- What the task asks
Which lines in the data below contain the string "solve"? Show each one.

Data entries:

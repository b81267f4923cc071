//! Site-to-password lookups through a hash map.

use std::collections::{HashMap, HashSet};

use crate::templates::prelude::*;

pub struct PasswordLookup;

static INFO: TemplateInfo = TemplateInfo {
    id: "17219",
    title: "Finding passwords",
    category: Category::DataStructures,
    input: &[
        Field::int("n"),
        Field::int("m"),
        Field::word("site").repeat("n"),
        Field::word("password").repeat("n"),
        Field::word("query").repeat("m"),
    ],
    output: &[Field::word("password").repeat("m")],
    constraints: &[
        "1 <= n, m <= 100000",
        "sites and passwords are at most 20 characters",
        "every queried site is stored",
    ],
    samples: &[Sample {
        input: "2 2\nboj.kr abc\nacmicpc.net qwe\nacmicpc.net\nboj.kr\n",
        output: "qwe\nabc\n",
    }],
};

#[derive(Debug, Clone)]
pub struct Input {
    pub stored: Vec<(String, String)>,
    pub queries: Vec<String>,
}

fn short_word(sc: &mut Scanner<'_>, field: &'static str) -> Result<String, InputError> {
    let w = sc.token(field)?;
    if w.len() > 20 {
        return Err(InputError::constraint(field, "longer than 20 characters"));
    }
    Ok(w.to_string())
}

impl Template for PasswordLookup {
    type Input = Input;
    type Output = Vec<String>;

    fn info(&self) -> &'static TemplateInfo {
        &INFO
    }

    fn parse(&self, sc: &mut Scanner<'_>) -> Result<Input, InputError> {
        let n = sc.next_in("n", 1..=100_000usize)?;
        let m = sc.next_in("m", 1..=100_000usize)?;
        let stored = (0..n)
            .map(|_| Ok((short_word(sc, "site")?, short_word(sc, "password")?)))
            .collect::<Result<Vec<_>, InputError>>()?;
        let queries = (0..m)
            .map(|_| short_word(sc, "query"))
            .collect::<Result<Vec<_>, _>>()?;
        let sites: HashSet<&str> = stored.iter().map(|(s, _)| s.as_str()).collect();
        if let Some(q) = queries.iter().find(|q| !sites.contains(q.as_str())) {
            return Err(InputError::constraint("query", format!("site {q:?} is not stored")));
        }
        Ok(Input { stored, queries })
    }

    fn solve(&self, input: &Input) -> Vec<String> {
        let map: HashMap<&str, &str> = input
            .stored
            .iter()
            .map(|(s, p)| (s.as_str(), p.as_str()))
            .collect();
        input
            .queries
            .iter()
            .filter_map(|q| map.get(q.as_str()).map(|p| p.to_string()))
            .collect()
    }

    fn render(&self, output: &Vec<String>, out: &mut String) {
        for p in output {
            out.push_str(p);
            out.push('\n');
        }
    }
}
---
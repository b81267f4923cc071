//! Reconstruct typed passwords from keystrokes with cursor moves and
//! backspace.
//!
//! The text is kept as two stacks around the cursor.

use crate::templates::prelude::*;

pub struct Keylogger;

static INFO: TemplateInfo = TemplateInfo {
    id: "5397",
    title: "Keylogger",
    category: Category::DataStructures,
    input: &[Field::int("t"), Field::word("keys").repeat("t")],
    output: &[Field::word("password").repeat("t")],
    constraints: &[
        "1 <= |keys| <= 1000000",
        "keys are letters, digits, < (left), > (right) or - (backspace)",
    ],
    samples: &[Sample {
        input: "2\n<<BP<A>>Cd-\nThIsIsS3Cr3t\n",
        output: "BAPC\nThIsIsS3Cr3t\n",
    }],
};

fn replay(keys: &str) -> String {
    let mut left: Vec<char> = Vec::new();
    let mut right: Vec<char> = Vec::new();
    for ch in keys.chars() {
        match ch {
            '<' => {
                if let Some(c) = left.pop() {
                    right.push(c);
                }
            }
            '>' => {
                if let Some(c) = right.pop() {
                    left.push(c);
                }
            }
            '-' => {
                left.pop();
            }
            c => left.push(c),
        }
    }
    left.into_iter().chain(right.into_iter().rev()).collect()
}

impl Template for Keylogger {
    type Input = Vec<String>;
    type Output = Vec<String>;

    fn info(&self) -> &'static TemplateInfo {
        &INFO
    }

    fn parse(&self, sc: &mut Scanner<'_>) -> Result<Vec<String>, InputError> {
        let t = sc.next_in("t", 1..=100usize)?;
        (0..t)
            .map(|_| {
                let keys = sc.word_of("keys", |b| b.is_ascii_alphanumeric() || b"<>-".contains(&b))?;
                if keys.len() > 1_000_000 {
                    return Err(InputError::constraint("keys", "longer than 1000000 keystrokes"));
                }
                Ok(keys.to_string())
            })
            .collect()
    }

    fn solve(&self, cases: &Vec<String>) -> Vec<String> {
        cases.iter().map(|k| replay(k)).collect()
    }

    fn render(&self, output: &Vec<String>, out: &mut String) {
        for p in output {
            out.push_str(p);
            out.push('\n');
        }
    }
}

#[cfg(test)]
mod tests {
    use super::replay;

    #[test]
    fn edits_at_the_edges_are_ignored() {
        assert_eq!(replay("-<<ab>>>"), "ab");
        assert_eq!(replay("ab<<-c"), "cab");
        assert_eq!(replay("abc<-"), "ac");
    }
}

- Reply to the exercise
    fn solve(&self, input: &Input) -> Vec<String> {
    fn solve(&self, cases: &Vec<String>) -> Vec<String> {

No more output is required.